Ancak ikinci derece yüklenicinin taşıma faaliyetinin Türkiye içinde başlayıp bitmesi halinde, bu işler
KDV'ye tabidir."
 
            açıklaması yer almaktadır.
 
             Buna göre;
 
            -Deniz ve hava taşıma araçları için liman ve hava meydanlarında verilen ve KDV Genel
Uygulama Tebliğinin (II/B-2.1.) bölümünde belirtilen nitelikteki hizmetler, 3065 sayılı Kanunun
(13/b) maddesi kapsamında KDV'den istisnadır.
 
            -3065 sayılı Kanunun (13/b) maddesindeki istisna kapsamına girmeyen ve gümrük
antrepoları ve geçici depolama yerleri ile gümrüklü sahalarda verilen ardiye, depolama ve terminal
hizmetleri ise Kanunun (17/4-o) maddesine göre KDV'den istisnadır.
 
            -Liman ve hava meydanlarında verilen hizmetin; 3065 sayılı Kanunun hem (13/b) hem de
(17/4-o) maddesi kapsamında istisna olması halinde, bu hizmete ilişkin olarak Kanunun (13/b)

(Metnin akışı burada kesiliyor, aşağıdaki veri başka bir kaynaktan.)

//! Outbound side-effect dedup table
//!
//! A row is claimed before the provider is called and completed (or failed)
//! afterwards. `failed` rows and `pending` rows abandoned by a crashed
//! worker can be claimed again; `sent` rows never are.

use chrono::{DateTime, Utc};
use rusqlite::{params, Connection, OptionalExtension, TransactionBehavior};
use serde::{Deserialize, Serialize};

use crate::clock::{from_millis, to_millis};
use crate::store::types::text_enum;
use crate::store::{Channel, StoreResult};

#[derive(Debug, Clone, Copy, PartialEq, Eq, Serialize, Deserialize)]
#[serde(rename_all = "snake_case")]
pub enum OutboxStatus {
    Pending,
    Sent,
    Failed,
}

text_enum!(OutboxStatus, "outbox_messages.status", {
    Pending => "pending",
    Sent => "sent",
    Failed => "failed",
});

#[derive(Debug, Clone, PartialEq, Eq, Serialize, Deserialize)]
pub struct OutboxMessage {
    pub idempotency_key: String,
    pub channel: Channel,
    pub status: OutboxStatus,
    pub provider_message_id: Option<String>,
    pub error: Option<String>,
    pub attempts: u32,
    pub created_at: DateTime<Utc>,
    pub updated_at: DateTime<Utc>,
}

/// Result of claiming an idempotency key
#[derive(Debug, Clone, PartialEq, Eq)]
pub enum Claim {
    /// The caller owns the side effect and must complete or fail it
    Owned { attempts: u32 },
    /// Already delivered; carries the stored provider id
    Sent(Option<String>),
    /// Another worker holds a fresh claim
    InFlight,
}

pub fn get(conn: &Connection, key: &str) -> StoreResult<Option<OutboxMessage>> {
    let raw = conn
        .query_row(
            "SELECT idempotency_key, channel, status, provider_message_id, error, attempts, created_at, updated_at
             FROM outbox_messages WHERE idempotency_key = ?1",
            params![key],
            |row| {
                Ok((
                    row.get::<_, String>(0)?,
                    row.get::<_, String>(1)?,
                    row.get::<_, String>(2)?,
                    row.get::<_, Option<String>>(3)?,
                    row.get::<_, Option<String>>(4)?,
                    row.get::<_, u32>(5)?,
                    row.get::<_, i64>(6)?,
                    row.get::<_, i64>(7)?,
                ))
            },
        )
        .optional()?;
    raw.map(|(key, channel, status, provider_id, error, attempts, created, updated)| {
        Ok(OutboxMessage {
            idempotency_key: key,
            channel: Channel::parse(&channel)?,
            status: OutboxStatus::parse(&status)?,
            provider_message_id: provider_id,
            error,
            attempts,
            created_at: from_millis(created),
            updated_at: from_millis(updated),
        })
    })
    .transpose()
}

/// Claim `key` for a side effect on `channel`
///
/// A `pending` row last touched before `stale_before` is treated as
/// abandoned and taken over.
pub fn claim(
    conn: &mut Connection,
    key: &str,
    channel: Channel,
    now: DateTime<Utc>,
    stale_before: DateTime<Utc>,
) -> StoreResult<Claim> {
    let tx = conn.transaction_with_behavior(TransactionBehavior::Immediate)?;
    let inserted = tx.execute(
        "INSERT INTO outbox_messages (idempotency_key, channel, status, attempts, created_at, updated_at)
         VALUES (?1, ?2, 'pending', 1, ?3, ?3)
         ON CONFLICT(idempotency_key) DO NOTHING",
        params![key, channel.as_str(), to_millis(now)],
    )?;
    if inserted == 1 {
        tx.commit()?;
        return Ok(Claim::Owned { attempts: 1 });
    }

    let Some(existing) = get(&tx, key)? else {
        return Ok(Claim::InFlight);
    };
    let reclaim = match existing.status {
        OutboxStatus::Sent => return Ok(Claim::Sent(existing.provider_message_id)),
        OutboxStatus::Failed => true,
        OutboxStatus::Pending => existing.updated_at < stale_before,
    };
    if !reclaim {
        return Ok(Claim::InFlight);
    }

    tx.execute(
        "UPDATE outbox_messages SET status = 'pending', error = NULL, attempts = attempts + 1, updated_at = ?2
         WHERE idempotency_key = ?1",
        params![key, to_millis(now)],
    )?;
    tx.commit()?;
    Ok(Claim::Owned {
        attempts: existing.attempts + 1,
    })
}

pub fn complete(conn: &Connection, key: &str, provider_id: &str, now: DateTime<Utc>) -> StoreResult<()> {
    conn.execute(
        "UPDATE outbox_messages SET status = 'sent', provider_message_id = ?2, error = NULL, updated_at = ?3
         WHERE idempotency_key = ?1",
        params![key, provider_id, to_millis(now)],
    )?;
    Ok(())
}

pub fn fail(conn: &Connection, key: &str, error: &str, now: DateTime<Utc>) -> StoreResult<()> {
    conn.execute(
        "UPDATE outbox_messages SET status = 'failed', error = ?2, updated_at = ?3
         WHERE idempotency_key = ?1 AND status = 'pending'",
        params![key, error, to_millis(now)],
    )?;
    Ok(())
}
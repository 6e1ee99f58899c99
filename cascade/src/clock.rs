//! Time source for the cascade engine
//!
//! Every component reads "now" through a [`Clock`] so that retry backoff,
//! ring timeouts and scheduler misfires can be driven deterministically in
//! tests with [`ManualClock`].

use std::sync::{Arc, Mutex};

use chrono::{DateTime, Duration, TimeZone, Utc};

/// Shared reference to a clock
pub type SharedClock = Arc<dyn Clock>;

/// Source of the current wall-clock time
pub trait Clock: Send + Sync {
    fn now(&self) -> DateTime<Utc>;
}

/// Real system time
#[derive(Debug, Default, Clone, Copy)]
pub struct SystemClock;

impl Clock for SystemClock {
    fn now(&self) -> DateTime<Utc> {
        Utc::now()
    }
}

/// A clock that only moves when told to
#[derive(Debug)]
pub struct ManualClock {
    now: Mutex<DateTime<Utc>>,
}

impl ManualClock {
    /// Create a clock frozen at `start`
    pub fn new(start: DateTime<Utc>) -> Self {
        Self {
            now: Mutex::new(start),
        }
    }

    /// Create a clock frozen at a fixed, round instant (2024-01-01T00:00:00Z)
    pub fn at_epoch() -> Self {
        Self::new(from_millis(1_704_067_200_000))
    }

    /// Move the clock forward
    pub fn advance(&self, by: Duration) {
        let mut now = self.now.lock().unwrap_or_else(|e| e.into_inner());
        *now += by;
    }

    /// Move the clock forward by whole seconds
    pub fn advance_secs(&self, secs: i64) {
        self.advance(Duration::seconds(secs));
    }

    /// Jump to an absolute instant
    pub fn set(&self, to: DateTime<Utc>) {
        let mut now = self.now.lock().unwrap_or_else(|e| e.into_inner());
        *now = to;
    }
}

impl Clock for ManualClock {
    fn now(&self) -> DateTime<Utc> {
        *self.now.lock().unwrap_or_else(|e| e.into_inner())
    }
}

/// Milliseconds since the Unix epoch, the storage format for every timestamp
pub fn to_millis(at: DateTime<Utc>) -> i64 {
    at.timestamp_millis()
}

/// Inverse of [`to_millis`]
pub fn from_millis(ms: i64) -> DateTime<Utc> {
    Utc.timestamp_millis_opt(ms).single().unwrap_or_default()
}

maddesine göre işlem yapılır. 
            -Liman ve hava meydanlarında verilen ve 3065 sayılı Kanunda yer alan herhangi bir istisna
hükmü kapsamına girmeyen hizmetler genel esaslara göre KDV'ye tabidir.
             
            -Liman ve hava meydanlarında yapılan hizmetler Kanunun 13/b maddesi, KDV Genel
Uygulama Tebliği ve 60 No.lu KDV Sirkülerinin ilgili bölümlerindeki açıklamalar çerçevesinde
KDV'den istisna olduğundan, bu hizmetlerin alımında KDV ödenmemesi gerekmektedir. Söz konusu
hizmet alımları nedeniyle yüklenilen bir KDV bulunmadığından bu kapsamda iade talep edilebilecek
bir tutar da bulunmamaktadır.
           
            -İkametgâhı, kanunî merkezi ve iş merkezi Türkiye'de bulunmayan mükelleflere diğer bir
ifade ile Gelir ve Kurumlar Vergisi Kanunlarına göre dar mükellefiyete tabi gerçek ve tüzel kişilere
uluslararası taşımacılık istisnası karşılıklılık şartıyla uygulanmaktadır. Bu doğrultuda Fransa ile
karşılıklılığın sağlanması gerekmekte olup, Türkiye'de dar mükellefiyetinin bulunması, uluslararası
taşımacılık faaliyeti kapsamında yapılan taşıma işlerinin verilen KDV beyannamesinde uluslararası
taşımacılık istisnası olarak beyan edilmiş olması halinde uluslararası taşımacılığa ilişkin yüklenilen
KDV, KDV Genel Uygulama Tebliğinde belirtilen usul ve esaslar çerçevesinde Ana Şirkete iade
edilebilecektir.
          
            Bilgi edinilmesini rica ederim.